En matière de vente d'immeuble immatriculé, l'obligation de garantie du vendeur impose de lever toute hypothèque empêchant l'inscription du droit de l'acheteur. Le refus de mainlevée constitue un manquement grave, privant l'acquéreur de l'opposabilité de son droit.

Points clés

Résumé

La Cour de cassation a statué que l'obligation de garantie du vendeur d'un immeuble immatriculé implique d'assurer à l'acquéreur la plénitude des effets juridiques du contrat, notamment en permettant l'inscription de son droit sur le titre foncier. Un manquement à cette obligation est caractérisé par le refus du vendeur de procéder à la mainlevée d'une hypothèque grevant le bien. Cette persistance fait obstacle à l'enregistrement de la vente, privant l'acquéreur de l'opposabilité de son droit aux tiers et de la finalité même de l'opération.

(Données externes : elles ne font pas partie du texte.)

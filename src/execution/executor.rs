//! Step executor - runs individual steps against their module

use crate::core::{Step, StepConfig, ValueMap};
use crate::registry::{ModuleSchema, Operation};
use chrono::{DateTime, Utc};
use tracing::{debug, error, info, warn};

/// Everything needed to run one step, detached from the pipeline
#[derive(Debug, Clone)]
pub struct StepJob {
    pub step_id: String,
    pub operation: Operation,
    pub config: StepConfig,
    pub schema: ModuleSchema,
    /// Resolved input values
    pub inputs: ValueMap,
}

impl StepJob {
    pub fn new(step: &Step, inputs: ValueMap) -> Self {
        Self {
            step_id: step.id.clone(),
            operation: step.operation.clone(),
            config: step.config.clone(),
            schema: step.schema.clone(),
            inputs,
        }
    }
}

/// Result of executing a step
#[derive(Debug, Clone)]
pub enum ExecutionResult {
    /// Step produced its outputs
    Success {
        outputs: ValueMap,
        started_at: DateTime<Utc>,
        completed_at: DateTime<Utc>,
    },
    /// Module failed or returned invalid outputs
    Failed { error: String },
}

/// Executes a single step
#[derive(Debug, Default)]
pub struct StepExecutor;

impl StepExecutor {
    pub fn new() -> Self {
        Self
    }

    /// Execute a step and return the result
    pub async fn execute(&self, job: &StepJob) -> ExecutionResult {
        info!("Executing step: {} ({})", job.step_id, job.operation.name);
        let started_at = Utc::now();

        let outputs = match job.operation.module.process(&job.config, &job.inputs).await {
            Ok(outputs) => outputs,
            Err(e) => {
                error!("Step {} failed: {}", job.step_id, e);
                return ExecutionResult::Failed {
                    error: e.to_string(),
                };
            }
        };

        match Self::check_outputs(job, outputs) {
            Ok(outputs) => {
                debug!(
                    "Step {} produced: {}",
                    job.step_id,
                    outputs.keys().cloned().collect::<Vec<_>>().join(", ")
                );
                ExecutionResult::Success {
                    outputs,
                    started_at,
                    completed_at: Utc::now(),
                }
            }
            Err(error) => {
                error!("Step {} returned invalid outputs: {}", job.step_id, error);
                ExecutionResult::Failed { error }
            }
        }
    }

    /// Keep declared outputs only; every required output must be present and well-typed
    fn check_outputs(job: &StepJob, mut outputs: ValueMap) -> Result<ValueMap, String> {
        let undeclared: Vec<String> = outputs
            .keys()
            .filter(|name| job.schema.output_field(name).is_none())
            .cloned()
            .collect();
        for name in undeclared {
            warn!("Step {} returned undeclared output '{}'", job.step_id, name);
            outputs.remove(&name);
        }

        for field in &job.schema.outputs {
            match outputs.get(&field.name) {
                Some(value) if !field.data_type.accepts(value.data_type()) => {
                    return Err(format!(
                        "Output '{}' should be {}, got {}",
                        field.name,
                        field.data_type,
                        value.data_type()
                    ));
                }
                None if !field.optional => {
                    return Err(format!("Missing output '{}'", field.name));
                }
                _ => {}
            }
        }

        Ok(outputs)
    }
}
//! Field references and field declarations

use crate::core::error::{Result, WorkflowError};
use crate::core::value::{DataType, Value};
use serde::{Deserialize, Serialize};
use std::fmt;

/// Typed form of a `"step_id.field_name"` reference
///
/// Parsed once when a connection or alias is created.
#[derive(Debug, Clone, PartialEq, Eq, Hash, PartialOrd, Ord, Serialize, Deserialize)]
#[serde(try_from = "String", into = "String")]
pub struct FieldRef {
    pub step_id: String,
    pub field: String,
}

impl FieldRef {
    pub fn new(step_id: impl Into<String>, field: impl Into<String>) -> Self {
        Self {
            step_id: step_id.into(),
            field: field.into(),
        }
    }

    /// Parse `step_id.field_name`; the step id may not contain dots
    pub fn parse(reference: &str) -> Result<Self> {
        match reference.split_once('.') {
            Some((step_id, field)) if !step_id.is_empty() && !field.is_empty() => {
                Ok(Self::new(step_id, field))
            }
            _ => Err(WorkflowError::UnknownField(reference.to_string())),
        }
    }
}

impl fmt::Display for FieldRef {
    fn fmt(&self, f: &mut fmt::Formatter<'_>) -> fmt::Result {
        write!(f, "{}.{}", self.step_id, self.field)
    }
}

impl TryFrom<String> for FieldRef {
    type Error = WorkflowError;

    fn try_from(value: String) -> Result<Self> {
        FieldRef::parse(&value)
    }
}

impl From<FieldRef> for String {
    fn from(value: FieldRef) -> Self {
        value.to_string()
    }
}

/// Declaration of an input or output field of a module
#[derive(Debug, Clone, PartialEq, Serialize, Deserialize)]
pub struct FieldSchema {
    pub name: String,

    pub data_type: DataType,

    #[serde(default)]
    pub doc: String,

    /// Value used when no input is set
    #[serde(default)]
    pub default: Option<Value>,

    /// Whether the field may stay unset without a default
    #[serde(default)]
    pub optional: bool,
}

impl FieldSchema {
    pub fn new(name: impl Into<String>, data_type: DataType) -> Self {
        Self {
            name: name.into(),
            data_type,
            doc: String::new(),
            default: None,
            optional: false,
        }
    }

    pub fn with_doc(mut self, doc: impl Into<String>) -> Self {
        self.doc = doc.into();
        self
    }

    pub fn with_default(mut self, default: Value) -> Self {
        self.default = Some(default);
        self
    }

    pub fn optional(mut self) -> Self {
        self.optional = true;
        self
    }

    /// Whether the field can be left unset
    pub fn is_required(&self) -> bool {
        self.default.is_none() && !self.optional
    }
}
//! Persistence layer for workflow snapshots

#[cfg(feature = "sqlite")]
pub mod store;

#[cfg(feature = "sqlite")]
pub use store::SqliteSnapshotStore;

use crate::core::WorkflowState;
use std::collections::HashMap;
use thiserror::Error;
use tokio::sync::RwLock;

/// Errors raised by snapshot stores
#[derive(Debug, Error)]
pub enum StoreError {
    #[error("No snapshot stored for workflow '{0}'")]
    NotFound(String),

    #[error("Storage error: {0}")]
    Storage(String),

    #[error("Snapshot serialization failed: {0}")]
    Serialization(#[from] serde_json::Error),
}

pub type StoreResult<T> = std::result::Result<T, StoreError>;

/// Trait for snapshot backends
///
/// Holds the latest saved state per workflow alias.
#[async_trait::async_trait]
pub trait SnapshotStore: Send + Sync {
    /// Save a snapshot, replacing any previous one for `alias`
    async fn save(&self, alias: &str, state: &WorkflowState) -> StoreResult<()>;

    /// Load the latest snapshot for `alias`
    async fn load(&self, alias: &str) -> StoreResult<WorkflowState>;

    /// List all stored aliases, sorted
    async fn list(&self) -> StoreResult<Vec<String>>;

    /// Whether a snapshot exists for `alias`
    async fn contains(&self, alias: &str) -> StoreResult<bool>;

    /// Remove the snapshot for `alias`; returns whether one existed
    async fn delete(&self, alias: &str) -> StoreResult<bool>;
}

/// In-memory snapshot store (for testing or ephemeral use)
#[derive(Default)]
pub struct InMemorySnapshotStore {
    snapshots: RwLock<HashMap<String, WorkflowState>>,
}

impl InMemorySnapshotStore {
    pub fn new() -> Self {
        Self::default()
    }
}

#[async_trait::async_trait]
impl SnapshotStore for InMemorySnapshotStore {
    async fn save(&self, alias: &str, state: &WorkflowState) -> StoreResult<()> {
        let mut snapshots = self.snapshots.write().await;
        snapshots.insert(alias.to_string(), state.clone());
        Ok(())
    }

    async fn load(&self, alias: &str) -> StoreResult<WorkflowState> {
        let snapshots = self.snapshots.read().await;
        snapshots
            .get(alias)
            .cloned()
            .ok_or_else(|| StoreError::NotFound(alias.to_string()))
    }

    async fn list(&self) -> StoreResult<Vec<String>> {
        let snapshots = self.snapshots.read().await;
        let mut aliases: Vec<String> = snapshots.keys().cloned().collect();
        aliases.sort();
        Ok(aliases)
    }

    async fn contains(&self, alias: &str) -> StoreResult<bool> {
        Ok(self.snapshots.read().await.contains_key(alias))
    }

    async fn delete(&self, alias: &str) -> StoreResult<bool> {
        Ok(self.snapshots.write().await.remove(alias).is_some())
    }
}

L'argument du vendeur invoquant une impossibilité de mainlevée partielle a été rejeté. Les juges ont confirmé que l'engagement du vendeur de purger le bien de toute charge est une condition substantielle de la vente, essentielle pour garantir un transfert de propriété effectif et sans entrave.

Texte

En matière de vente d'un immeuble immatriculé, le vendeur est tenu d'une obligation de garantie qui emporte celle d'assurer à l'acquéreur la plénitude des effets juridiques du contrat. Cette obligation implique de parfaire la vente en accomplissant toutes les formalités nécessaires pour permettre l'inscription du droit de l'acheteur sur le titre foncier. Le refus du vendeur de procéder à la mainlevée d'une hypothèque grevant le bien vendu constitue un manquement à son obligation de garantie du transfert du droit de propriété. En effet, la persistance de cette inscription fait obstacle à l'enregistrement du contrat de vente par l'acquéreur, le privant ainsi de l'opposabilité de son droit aux tiers et de la finalité même de l'opération. Ne saurait prospérer le moyen du vendeur invoquant une prétendue impossibilité juridique de procéder à une mainlevée partielle de l'hypothèque. Un tel argument, soulevé pour la première fois devant la Cour Suprême, est irrecevable. De surcroît, le raisonnement des juges du fond, qui retiennent que l'engagement du vendeur de purger le bien de toute charge est une condition substantielle de la vente, est juridiquement fondé et suffisamment motivé au regard des exigences du Code de procédure civile.